**AIM OF THE TASK:**
Return all of the entries exactly, with nothing added or left out.

**DATA TO EXAMINE:**

▼

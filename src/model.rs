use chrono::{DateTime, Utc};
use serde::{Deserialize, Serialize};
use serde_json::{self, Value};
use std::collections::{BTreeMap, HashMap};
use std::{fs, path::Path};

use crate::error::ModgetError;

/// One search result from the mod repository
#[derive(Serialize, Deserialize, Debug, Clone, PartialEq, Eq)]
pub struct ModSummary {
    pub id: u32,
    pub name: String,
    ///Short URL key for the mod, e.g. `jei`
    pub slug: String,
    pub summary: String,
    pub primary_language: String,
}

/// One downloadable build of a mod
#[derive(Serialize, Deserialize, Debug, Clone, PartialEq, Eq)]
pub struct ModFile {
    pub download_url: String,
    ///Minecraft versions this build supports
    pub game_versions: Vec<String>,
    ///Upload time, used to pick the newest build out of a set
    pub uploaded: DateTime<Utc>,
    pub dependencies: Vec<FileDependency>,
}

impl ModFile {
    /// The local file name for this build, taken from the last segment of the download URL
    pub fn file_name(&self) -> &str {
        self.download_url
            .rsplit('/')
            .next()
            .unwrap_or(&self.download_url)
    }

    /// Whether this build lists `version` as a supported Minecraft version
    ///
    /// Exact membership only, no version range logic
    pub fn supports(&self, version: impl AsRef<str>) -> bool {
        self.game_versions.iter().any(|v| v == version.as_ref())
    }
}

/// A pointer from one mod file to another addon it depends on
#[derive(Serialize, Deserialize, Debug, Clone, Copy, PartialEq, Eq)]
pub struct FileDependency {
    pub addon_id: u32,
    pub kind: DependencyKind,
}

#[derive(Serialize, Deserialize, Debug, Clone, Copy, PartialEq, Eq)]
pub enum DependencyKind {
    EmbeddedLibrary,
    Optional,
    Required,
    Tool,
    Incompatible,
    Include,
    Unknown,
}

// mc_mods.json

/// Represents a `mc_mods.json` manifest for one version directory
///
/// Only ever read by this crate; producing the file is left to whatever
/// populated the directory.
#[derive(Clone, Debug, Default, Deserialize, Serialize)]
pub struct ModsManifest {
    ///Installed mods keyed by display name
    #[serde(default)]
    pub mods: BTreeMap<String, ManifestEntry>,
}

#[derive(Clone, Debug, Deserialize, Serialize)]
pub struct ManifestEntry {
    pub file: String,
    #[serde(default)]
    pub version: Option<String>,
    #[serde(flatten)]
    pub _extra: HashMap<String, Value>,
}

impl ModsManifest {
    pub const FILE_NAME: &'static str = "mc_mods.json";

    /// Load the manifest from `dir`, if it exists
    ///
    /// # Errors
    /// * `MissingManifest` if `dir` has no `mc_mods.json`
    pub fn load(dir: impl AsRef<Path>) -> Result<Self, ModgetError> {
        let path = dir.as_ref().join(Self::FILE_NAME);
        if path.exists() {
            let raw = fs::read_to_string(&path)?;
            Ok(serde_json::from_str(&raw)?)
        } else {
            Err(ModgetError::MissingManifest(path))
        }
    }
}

▲

**WRITTEN ANSWER:**
filename src/model.rs
use chrono::{DateTime, Utc};
use serde::{Deserialize, Serialize};
use serde_json::{self, Value};
use std::collections::{BTreeMap, HashMap};
use std::{fs, path::Path};

use crate::error::ModgetError;

/// One search result from the mod repository
#[derive(Serialize, Deserialize, Debug, Clone, PartialEq, Eq)]
pub struct ModSummary {
    pub id: u32,
    pub name: String,
    ///Short URL key for the mod, e.g. `jei`
    pub slug: String,
    pub summary: String,
    pub primary_language: String,
}

/// One downloadable build of a mod
#[derive(Serialize, Deserialize, Debug, Clone, PartialEq, Eq)]
pub struct ModFile {
    pub download_url: String,
    ///Minecraft versions this build supports
    pub game_versions: Vec<String>,
    ///Upload time, used to pick the newest build out of a set
    pub uploaded: DateTime<Utc>,
    pub dependencies: Vec<FileDependency>,
}

impl ModFile {
    /// The local file name for this build, taken from the last segment of the download URL
    pub fn file_name(&self) -> &str {
        self.download_url
            .rsplit('/')
            .next()
            .unwrap_or(&self.download_url)
    }

    /// Whether this build lists `version` as a supported Minecraft version
    ///
    /// Exact membership only, no version range logic
    pub fn supports(&self, version: impl AsRef<str>) -> bool {
        self.game_versions.iter().any(|v| v == version.as_ref())
    }
}

/// A pointer from one mod file to another addon it depends on
#[derive(Serialize, Deserialize, Debug, Clone, Copy, PartialEq, Eq)]
pub struct FileDependency {
    pub addon_id: u32,
    pub kind: DependencyKind,
}

#[derive(Serialize, Deserialize, Debug, Clone, Copy, PartialEq, Eq)]
pub enum DependencyKind {
    EmbeddedLibrary,
    Optional,
    Required,
    Tool,
    Incompatible,
    Include,
    Unknown,
}

// mc_mods.json

/// Represents a `mc_mods.json` manifest for one version directory
///
/// Only ever read by this crate; producing the file is left to whatever
/// populated the directory.
#[derive(Clone, Debug, Default, Deserialize, Serialize)]
pub struct ModsManifest {
    ///Installed mods keyed by display name
    #[serde(default)]
    pub mods: BTreeMap<String, ManifestEntry>,
}

#[derive(Clone, Debug, Deserialize, Serialize)]
pub struct ManifestEntry {
    pub file: String,
    #[serde(default)]
    pub version: Option<String>,
    #[serde(flatten)]
    pub _extra: HashMap<String, Value>,
}

impl ModsManifest {
    pub const FILE_NAME: &'static str = "mc_mods.json";

    /// Load the manifest from `dir`, if it exists
    ///
    /// # Errors
    /// * `MissingManifest` if `dir` has no `mc_mods.json`
    pub fn load(dir: impl AsRef<Path>) -> Result<Self, ModgetError> {
        let path = dir.as_ref().join(Self::FILE_NAME);
        if path.exists() {
            let raw = fs::read_to_string(&path)?;
            Ok(serde_json::from_str(&raw)?)
        } else {
            Err(ModgetError::MissingManifest(path))
        }
    }
}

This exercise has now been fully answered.